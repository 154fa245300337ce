//! # Sensor Sender
//!
//! Lê os sensores de movimento/ambiente (acelerômetro, giroscópio,
//! proximidade, luz) e, com o streaming ligado, envia frames JSON para um
//! servidor WebSocket.
//!
//! ## Uso
//! ```bash
//! sensor_sender            # Streaming desligado; digite "on" para ligar
//! sensor_sender --start    # Liga o streaming na inicialização
//! ```

mod control;
mod simulated_feed;
mod ws_transport;

use crossbeam_channel::unbounded;
use sensor_core::config::AppConfig;
use sensor_core::session::{SessionCommand, SessionSettings, SystemClock, TelemetrySession};
use simulated_feed::SimulatedFeed;
use std::time::Duration;
use tracing::{error, warn};
use ws_transport::WsTransportFactory;

const SHUTDOWN_GRACE: Duration = Duration::from_millis(300);

fn main() {
    // ── Logging ──
    tracing_subscriber::fmt()
        .with_env_filter(
            tracing_subscriber::EnvFilter::try_from_default_env()
                .unwrap_or_else(|_| "info".into()),
        )
        .init();

    let autostart = std::env::args().any(|a| a == "--start");

    // ── Carregar config ──
    let config_path = AppConfig::default_path();
    let config = AppConfig::load(&config_path);

    // Salva config padrão se não existir
    if !config_path.exists() {
        if let Err(e) = config.save(&config_path) {
            warn!("Não foi possível salvar config padrão: {e}");
        }
    }

    let errors = config.validate();
    if !errors.is_empty() {
        for e in &errors {
            error!("Config inválida: {e}");
        }
        std::process::exit(2);
    }

    let sender_cfg = &config.sender;
    let settings = SessionSettings::from(sender_cfg);

    // ── Banner ──
    println!();
    println!("══════════════════════════════════════════════");
    println!("   📡 SENSOR SENDER");
    println!("══════════════════════════════════════════════");
    println!("  Destino:    {}", sender_cfg.endpoint_url);
    println!(
        "  Intervalo:  {} ms (teto {} Hz)",
        sender_cfg.send_interval_millis,
        1000 / sender_cfg.send_interval_millis.max(1)
    );
    println!("  Amostragem: {} µs", sender_cfg.sensor_delay_micros);
    println!("  Protocolo:  {:?}", sender_cfg.profile);
    println!("  Label:      {}", sender_cfg.label);
    println!("══════════════════════════════════════════════");
    println!("{}", control::HELP);
    println!();

    // ── Controle ──
    let (cmd_tx, cmd_rx) = unbounded();
    let (notice_tx, notice_rx) = unbounded();
    control::spawn_stdin_reader(cmd_tx.clone());
    control::spawn_notice_printer(notice_rx);

    if autostart {
        let _ = cmd_tx.send(SessionCommand::Enable);
    }

    // ── Sessão ──
    let mut session = TelemetrySession::new(
        settings,
        WsTransportFactory,
        SystemClock::new(),
        SimulatedFeed,
    )
    .with_notices(notice_tx);

    session.run(cmd_rx);

    // Dá tempo para o close frame sair antes do processo terminar
    std::thread::sleep(SHUTDOWN_GRACE);
}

YOUR GOAL
Once the line containing "let settings = SessionSettings::from(sender_cfg);" is found, output it and each line after it through the end of the listing above, exactly, with nothing else.

SOLUTION FOR THIS EXERCISE
    let settings = SessionSettings::from(sender_cfg);

    // ── Banner ──
    println!();
    println!("══════════════════════════════════════════════");
    println!("   📡 SENSOR SENDER");
    println!("══════════════════════════════════════════════");
    println!("  Destino:    {}", sender_cfg.endpoint_url);
    println!(
        "  Intervalo:  {} ms (teto {} Hz)",
        sender_cfg.send_interval_millis,
        1000 / sender_cfg.send_interval_millis.max(1)
    );
    println!("  Amostragem: {} µs", sender_cfg.sensor_delay_micros);
    println!("  Protocolo:  {:?}", sender_cfg.profile);
    println!("  Label:      {}", sender_cfg.label);
    println!("══════════════════════════════════════════════");
    println!("{}", control::HELP);
    println!();

    // ── Controle ──
    let (cmd_tx, cmd_rx) = unbounded();
    let (notice_tx, notice_rx) = unbounded();
    control::spawn_stdin_reader(cmd_tx.clone());
    control::spawn_notice_printer(notice_rx);

    if autostart {
        let _ = cmd_tx.send(SessionCommand::Enable);
    }

    // ── Sessão ──
    let mut session = TelemetrySession::new(
        settings,
        WsTransportFactory,
        SystemClock::new(),
        SimulatedFeed,
    )
    .with_notices(notice_tx);

    session.run(cmd_rx);

    // Dá tempo para o close frame sair antes do processo terminar
    std::thread::sleep(SHUTDOWN_GRACE);
}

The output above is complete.